Core Concept
PILLAR 1 — MOLECULAR/CONCEPTUAL MECHANISM
Step-by-Step Analysis
Disruptive selection is a mode of natural selection in which extreme phenotypes at both ends of a trait distribution enjoy higher fitness than intermediate phenotypes. The molecular underpinning of this process lies in the relationship between allelic variation at specific gene loci and the resulting protein products that confer differential survival. Consider a population of bacteria expressing variants of the enzyme dihydrofolate reductase (DHFR). If an environment contains two distinct antibiotic pressures—say, trimethoprim at low concentration in one micro-niche and sulfonamides at high concentration in another—then bacterial strains carrying DHFR alleles encoding either high-affinity folate binding (through altered hydrogen-bond geometry in the active site) or efficient efflux pump overexpression (via mutations in the promoter region of the acrAB operon) will both outcompete strains with intermediate enzyme kinetics. The intermediate phenotype fails because the DHFR active site neither binds folate with sufficient affinity under trimethoprim stress nor triggers adequate compensatory efflux under sulfonamide stress. At the molecular level, this translates to reduced catalytic efficiency (higher Km values), misregulated transcription factor binding, and ultimately impaired nucleotide biosynthesis in the intermediate forms.

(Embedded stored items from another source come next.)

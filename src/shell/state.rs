use crate::config::Config;
use crate::modules::branding::core::selector::ThemeSelector;
use crate::modules::branding::core::theme::ThemeCatalog;
use crate::modules::clock_entries::adapters::outbound::local_entry_store::LocalEntryStore;
use crate::modules::clock_entries::adapters::outbound::simulated_remote::SimulatedRemote;
use crate::modules::clock_entries::use_cases::sync_offline_entries::handler::SyncEngine;
use crate::modules::roster::adapters::outbound::employee_cache::{CachedEmployee, EmployeeCache};
use crate::modules::roster::core::seed::demo_roster;
use crate::modules::roster::use_cases::browse_employees::view_model::EmployeeViewModel;
use crate::modules::session::core::access_code::{AccessCodeDirectory, DEMO_PROPERTY_ID};
use crate::modules::session::use_cases::controller::SessionController;
use crate::shared::core::clock::Clock;
use crate::shared::infrastructure::connectivity::{ConnectivityMonitor, ConnectivityTransitions};
use crate::shared::infrastructure::key_value_store::{KeyValueStore, SlotError};
use std::sync::Arc;
use thiserror::Error;
use tokio::sync::Mutex;

#[derive(Debug, Error)]
pub enum StartupError {
    #[error("demo roster is malformed: {0}")]
    Roster(#[from] serde_json::Error),

    #[error(transparent)]
    Slot(#[from] SlotError),
}

#[derive(Clone)]
pub struct AppState {
    pub session: SessionController,
    pub sync_engine: Arc<SyncEngine<SimulatedRemote>>,
    pub connectivity: Arc<ConnectivityMonitor>,
    pub entries: Arc<LocalEntryStore>,
    pub themes: Arc<ThemeSelector>,
    pub employees: Arc<Mutex<EmployeeViewModel>>,
    pub employee_cache: Arc<EmployeeCache>,
    pub clock: Arc<dyn Clock>,
}

impl AppState {
    /// Wires every component over `store` and seeds the employee cache.
    /// The transitions receiver is for the connectivity observer.
    pub async fn assemble(
        config: &Config,
        store: Arc<dyn KeyValueStore>,
        clock: Arc<dyn Clock>,
    ) -> Result<(Self, ConnectivityTransitions), StartupError> {
        let (connectivity, transitions) = ConnectivityMonitor::new(config.start_online);
        let connectivity = Arc::new(connectivity);
        let entries = Arc::new(LocalEntryStore::new(store.clone()));
        let themes = Arc::new(ThemeSelector::new(
            ThemeCatalog::standard(),
            &config.default_theme,
        ));

        let sync_engine = Arc::new(SyncEngine::new(
            entries.clone(),
            Arc::new(SimulatedRemote::new(config.sync_delay)),
            connectivity.clone(),
            clock.clone(),
        ));

        let session = SessionController::new(
            entries.clone(),
            AccessCodeDirectory::demo(),
            themes.clone(),
            clock.clone(),
            config.session_timings(),
        );

        let roster = demo_roster()?;
        let employee_cache = Arc::new(EmployeeCache::new(store));
        let summaries: Vec<CachedEmployee> = roster
            .iter()
            .map(|employee| CachedEmployee::from_roster(employee, DEMO_PROPERTY_ID))
            .collect();
        employee_cache.store_employees(&summaries).await?;
        let employees = Arc::new(Mutex::new(EmployeeViewModel::new(roster, clock.today())));

        Ok((
            Self {
                session,
                sync_engine,
                connectivity,
                entries,
                themes,
                employees,
                employee_cache,
                clock,
            },
            transitions,
        ))
    }
}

Why Other Options Are Wrong
The environmental heterogeneity that drives disruptive selection generates divergent selective pressures across subpopulations. This divergence is measurable at the population-genetics level through changes in allele frequencies, which deviate from Hardy–Weinberg equilibrium when selection coefficients differ among genotypes. Cellular functions—enzyme catalysis, membrane transport, signal transduction via conformational changes in receptor proteins—are the proximate targets of selection. When an experimenter alters conditions such that two formerly disadvantageous extreme phenotypes suddenly gain access to distinct resource pools (for example, glucose-rich versus acetate-rich microenvironments in a chemostat), the result is a measurable shift toward bimodal trait distribution.
PILLAR 2 — STEP-BY-STEP LOGIC
The question states that a student observes a change during an experiment on natural selection specifically involving disruptive selection. We must determine which conclusion follows most directly. Disruptive selection, by definition, arises when environmental conditions penalize intermediate phenotypes while rewarding extremes—this necessitates that some cellular or physiological function in the organism is being differentially affected. The observed change therefore signals that underlying cellular processes (enzyme activity, receptor-ligand binding, ion channel conductance, metabolic flux through pathways like glycolysis versus the citric acid cycle) are being perturbed in ways that alter organismal fitness. Option (A) captures this causal chain: the change indicates a disruption in normal cellular function affecting the organism. The word 'disruption' here refers not to malfunction but to departure from the ancestral or intermediate cellular operational state—the very perturbation that generates fitness differences upon which natural selection acts. Without such molecular-level disruption, there would be no phenotypic variance for selection to sort, and no observable change in the population.
PILLAR 3 — DISTRACTOR ANALYSIS
Option (B) claims the change is due to random variation with no biological significance. This is incorrect because disruptive selection is explicitly non-random: it systematically favors extreme phenotypes based on their differential fitness in heterogeneous environments. Genetic drift produces random allele-frequency changes, but the question describes a directional, deterministic process. Students who select (B) confuse random mutation (which generates variation) with the non-random filtering action of selection.
Option (C) suggests the experimental conditions are irrelevant to the system. This contradicts the foundational principle that selective pressures derive directly from environmental conditions. If conditions were irrelevant, no selection mode—disruptive, stabilizing, or directional—could operate. Students choosing (C) fail to recognize that experimental manipulation of variables (nutrient availability, predation cues, temperature gradients) is precisely what establishes the heterogeneous environment necessary for disruptive selection.
Option (D) states that disruptive selection is unrelated to natural selection. This is factually wrong: disruptive selection is one of the three canonical modes of natural selection described in every population-genetics framework, alongside stabilizing and directional selection. It is not an independent or unrelated phenomenon. Students selecting (D) lack awareness that disruptive selection represents a specific case within natural selection where fitness curves are concave rather than convex, favoring phenotypic variance rather than constraining it.